A highly drug-resistant strain of tuberculosis which the rest of the world has been fighting for years has finally made its way to the US. It's not surprising that the disease has mutated; it's been around for thousands of years, and certainly in that time has learned a few tricks about survival. But the current crisis is of our own making, as we've overused and abused the "miracle" drugs used to treat it, allowing a mutation and resurgence. Read the linked article; it has an excellent history of the disease and the current status of the battle to treat it.
In the spring of my freshman year of college, I received an urgent call from the student health center. They needed me to come in immediately; I trotted over the couple of blocks to see what was up.
They put me through a very thorough third degree, although I had almost no information for them. Apparently, somehow, from the basic health information provided to the school, they found out my mother had had TB. The HC flipped out a bit - and who could blame them? If I had been exposed, was sick without yet showing it, a virulent airborne disease could be making its way through ten thousand students.
I knew only basic information, which I relayed while they did the nasty scratch test. My mom had TB when she was an older teenager, and had been hospitalized (isolated in a ward with other TB patients to keep it from spreading) for somewhere between eleven and fifteen months before being declared cured and released. This was all seven or eight years before I was born.

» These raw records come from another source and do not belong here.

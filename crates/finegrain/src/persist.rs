#![forbid(unsafe_code)]

//! Cell persistence over a synchronous key-value store.
//!
//! # Design
//!
//! [`Cell::persist`] binds a cell to a [`StateStore`] key: on attach it
//! rehydrates the cell from the store, then registers a durable effect that
//! serializes (JSON) and writes every subsequent change. The returned
//! [`Subscription`] is the binding's lifetime.
//!
//! # Failure Modes
//!
//! - Missing key, unreadable store, or unparseable payload on rehydration:
//!   logged at `warn!` where meaningful, cell keeps its current value.
//! - Write failures: logged at `warn!` and swallowed; the cell is
//!   unaffected. Persistence is best-effort by contract.

use std::cell::RefCell;
use std::collections::HashMap;
use std::path::PathBuf;
use std::rc::Rc;

use serde::Serialize;
use serde::de::DeserializeOwned;

use crate::cell::{Cell, Subscription};

// ---------------------------------------------------------------------------
// Store collaborators
// ---------------------------------------------------------------------------

/// Synchronous, local key-value store.
pub trait StateStore {
    /// Read the raw value at `key`, if present.
    fn read(&self, key: &str) -> Option<String>;

    /// Write the raw value at `key`. Failures must be absorbed.
    fn write(&self, key: &str, value: &str);
}

/// In-memory store for tests and ephemeral sessions.
#[derive(Debug, Default)]
pub struct MemoryStore {
    entries: RefCell<HashMap<String, String>>,
}

impl MemoryStore {
    #[must_use]
    pub fn new() -> Self {
        Self::default()
    }
}

impl StateStore for MemoryStore {
    fn read(&self, key: &str) -> Option<String> {
        self.entries.borrow().get(key).cloned()
    }

    fn write(&self, key: &str, value: &str) {
        self.entries
            .borrow_mut()
            .insert(key.to_owned(), value.to_owned());
    }
}

/// File-backed store: one JSON object per file, keys to raw strings.
///
/// Reads re-parse the file each time; writes rewrite it whole. Adequate for
/// settings-sized state, not for bulk data.
#[derive(Debug, Clone)]
pub struct FileStore {
    path: PathBuf,
}

impl FileStore {
    #[must_use]
    pub fn new(path: impl Into<PathBuf>) -> Self {
        Self { path: path.into() }
    }

    fn load(&self) -> serde_json::Map<String, serde_json::Value> {
        let Ok(raw) = std::fs::read_to_string(&self.path) else {
            return serde_json::Map::new();
        };
        match serde_json::from_str::<serde_json::Value>(&raw) {
            Ok(serde_json::Value::Object(map)) => map,
            Ok(_) | Err(_) => {
                tracing::warn!(path = %self.path.display(), "store file is not a JSON object; starting fresh");
                serde_json::Map::new()
            }
        }
    }
}

impl StateStore for FileStore {
    fn read(&self, key: &str) -> Option<String> {
        self.load().get(key)?.as_str().map(str::to_owned)
    }

    fn write(&self, key: &str, value: &str) {
        let mut map = self.load();
        map.insert(key.to_owned(), serde_json::Value::String(value.to_owned()));
        let doc = serde_json::Value::Object(map);
        let serialized = doc.to_string();
        if let Err(error) = std::fs::write(&self.path, serialized) {
            tracing::warn!(path = %self.path.display(), %error, "store write failed");
        }
    }
}

// ---------------------------------------------------------------------------
// Binding
// ---------------------------------------------------------------------------

impl<T: Clone + Serialize + DeserializeOwned + 'static> Cell<T> {
    /// Bind this cell to `key` in `store`: rehydrate now, write on every
    /// change. Dropping the returned subscription ends the binding.
    #[must_use]
    pub fn persist(&self, store: &Rc<dyn StateStore>, key: impl Into<String>) -> Subscription {
        self.persist_with(store, key, |value| value)
    }

    /// Like [`persist`](Cell::persist), mapping the parsed value through
    /// `rehydrate` before it is written into the cell (schema migration,
    /// clamping, and the like).
    #[must_use]
    pub fn persist_with(
        &self,
        store: &Rc<dyn StateStore>,
        key: impl Into<String>,
        rehydrate: impl Fn(T) -> T + 'static,
    ) -> Subscription {
        let store = Rc::clone(store);
        let key = key.into();

        if let Some(raw) = store.read(&key) {
            match serde_json::from_str::<T>(&raw) {
                Ok(value) => self.set(rehydrate(value)),
                Err(error) => {
                    tracing::warn!(key = %key, %error, "ignoring unparseable persisted value");
                }
            }
        }

        self.effect(
            move |new, _| match serde_json::to_string(new) {
                Ok(serialized) => store.write(&key, &serialized),
                Err(error) => {
                    tracing::warn!(key = %key, %error, "value not serializable; skipping write");
                }
            },
            false,
        )
    }
}

// ---------------------------------------------------------------------------
// Tests
// ---------------------------------------------------------------------------
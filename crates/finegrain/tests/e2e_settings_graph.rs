//! End-to-end exercise of a realistic settings graph: one source-of-truth
//! cell, zoomed field cells bound to "widgets", a derived summary view, and
//! a debounced save signal — the wiring a widget layer actually builds.

use std::cell::RefCell;
use std::rc::Rc;
use std::time::Duration;

use finegrain::{Cell, ManualScheduler, Scheduler, pack2};

#[derive(Debug, Clone, PartialEq)]
struct Settings {
    volume: u32,
    muted: bool,
    theme: String,
}

fn default_settings() -> Settings {
    Settings {
        volume: 50,
        muted: false,
        theme: "dark".to_string(),
    }
}

#[test]
fn widget_graph_stays_consistent_through_edits() {
    let settings = Cell::new(default_settings());

    // Field cells, as a widget layer would build them.
    let volume = settings.zoom(|s| s.volume, |volume, s| Settings { volume, ..s.clone() });
    let muted = settings.zoom(|s| s.muted, |muted, s| Settings { muted, ..s.clone() });
    let theme = settings.zoom(
        |s| s.theme.clone(),
        |theme, s| Settings { theme, ..s.clone() },
    );

    // A label view derived across two fields.
    let audio = pack2(&volume, &muted);
    let label = audio.map(|(volume, muted)| {
        if *muted {
            "muted".to_string()
        } else {
            format!("{volume}%")
        }
    });

    let labels = Rc::new(RefCell::new(Vec::new()));
    let labels_clone = Rc::clone(&labels);
    let _label_sub = label.effect(
        move |new: &String, _| labels_clone.borrow_mut().push(new.clone()),
        true,
    );
    assert_eq!(*labels.borrow(), vec!["50%".to_string()]);

    // Slider drag.
    volume.set(75);
    assert_eq!(settings.get().volume, 75);
    assert_eq!(settings.get().theme, "dark");
    assert_eq!(labels.borrow().last().map(String::as_str), Some("75%"));

    // Mute toggle.
    muted.toggle();
    assert_eq!(labels.borrow().last().map(String::as_str), Some("muted"));

    // Editing an unrelated field does not disturb the audio label.
    let label_count = labels.borrow().len();
    theme.set("light".to_string());
    assert_eq!(labels.borrow().len(), label_count);
    assert_eq!(settings.get().theme, "light");

    // Unmute restores the numeric label with the preserved volume.
    muted.off();
    assert_eq!(labels.borrow().last().map(String::as_str), Some("75%"));
}

#[test]
fn debounced_save_signal_fires_once_per_edit_burst() {
    let clock = ManualScheduler::new();
    let scheduler: Rc<dyn Scheduler> = Rc::new(clock.clone());

    let settings = Cell::new(default_settings());
    let volume = settings.zoom(|s| s.volume, |volume, s| Settings { volume, ..s.clone() });
    let save_signal = settings.debounce(Duration::from_millis(200), &scheduler);

    let saves = Rc::new(RefCell::new(Vec::new()));
    let saves_clone = Rc::clone(&saves);
    let _save_sub = save_signal.effect(
        move |new: &Settings, _| saves_clone.borrow_mut().push(new.clone()),
        false,
    );

    // A drag burst: many volume updates in quick succession.
    for step in [55, 60, 65, 70] {
        volume.set(step);
        clock.advance(Duration::from_millis(30));
    }
    assert!(saves.borrow().is_empty(), "no save mid-burst");

    clock.advance(Duration::from_millis(200));
    assert_eq!(saves.borrow().len(), 1);
    assert_eq!(saves.borrow()[0].volume, 70);

    // A later single edit saves once more.
    volume.set(10);
    clock.advance(Duration::from_millis(200));
    assert_eq!(saves.borrow().len(), 2);
    assert_eq!(saves.borrow()[1].volume, 10);
}

#[test]
fn teardown_releases_the_whole_chain() {
    let settings = Cell::new(default_settings());
    let volume = settings.zoom(|s| s.volume, |volume, s| Settings { volume, ..s.clone() });
    let label = volume.map(|v| format!("{v}%"));

    assert_eq!(settings.downstream_count(), 0);

    let sub = label.effect(|_, _| {}, false);
    assert_eq!(settings.downstream_count(), 1);
    assert_eq!(volume.downstream_count(), 1);

    drop(sub);
    assert_eq!(settings.downstream_count(), 0);
    assert_eq!(volume.downstream_count(), 0);

    // The graph still reads correctly after teardown.
    volume.set(5);
    assert_eq!(label.get(), "5%");
    assert_eq!(settings.get().volume, 5);
}
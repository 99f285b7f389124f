#![forbid(unsafe_code)]

//! Fine-grained reactive state: cells, views, lenses, and time-shaping
//! combinators for single-threaded UI graphs.
//!
//! - [`Cell`]: mutable reactive memory location with three listener
//!   channels (upward, downward, effects) and lazy, reference-counted
//!   upstream subscription.
//! - [`View`]: read-only projection sharing the cell subscription contract.
//! - [`Iso`] / [`Lens`] / [`Cell::zoom`]: bidirectional focusing into parts
//!   of a structured value, preserving untouched siblings.
//! - [`pack2`] / [`pack3`] / [`list`]: aggregate several cells into one.
//! - [`Cell::batch`] / [`Cell::debounce`] / [`Cell::throttle`]: reshape
//!   update timing through a host [`Scheduler`].
//! - `state-persistence` feature: bind cells to a key-value
//!   [`StateStore`](persist::StateStore) for rehydration and durable
//!   writes.
//!
//! # Architecture
//!
//! Everything is `Rc<RefCell<..>>` single-threaded shared ownership; the
//! graph is `!Send` by construction. Propagation from a `set` is a fully
//! synchronous depth-first walk; the only deferral points are the opt-in
//! time-shaping combinators, which resume through the scheduler and then
//! perform an ordinary synchronous `set`. Per-cell reentrancy guards plus a
//! thread-local propagation depth limit keep cyclic write-back graphs from
//! looping unbounded (see [`CycleSuspected`]).

pub mod aggregate;
pub mod cell;
pub mod error;
pub mod lens;
#[cfg(feature = "state-persistence")]
pub mod persist;
pub mod timing;
pub mod view;

pub use aggregate::{list, pack2, pack3};
pub use cell::{Cell, Subscription, propagation_depth_limit, set_propagation_depth_limit};
pub use error::CycleSuspected;
pub use lens::{Iso, Lens};
#[cfg(feature = "state-persistence")]
pub use persist::{FileStore, MemoryStore, StateStore};
pub use timing::{ManualScheduler, Scheduler, TimerToken};
pub use view::View;
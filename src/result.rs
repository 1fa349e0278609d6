use super::errors::{PoolError, TaskError};

pub type PoolResult<T> = Result<T, PoolError>;

pub type TaskResult<T> = Result<T, TaskError>;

A quick call to my mom (and a clear scratch test) set every one's mind at ease. The good scratch test (and a much more recent clear chest x-ray) indicate I'm also not a carrier; it's estimated that up to a third of the world's population may have latent cases, ten percent of which will turn active at some point.
The point of the story? Be careful to follow doctor and pharmacist instructions to the letter when taking antibiotics. If you have a constant, hacking cough, have it checked out sooner rather than later. As much as mankind would like to claim credit for eradicating certain diseases, the little bugs find ways to come back: don't take any chances.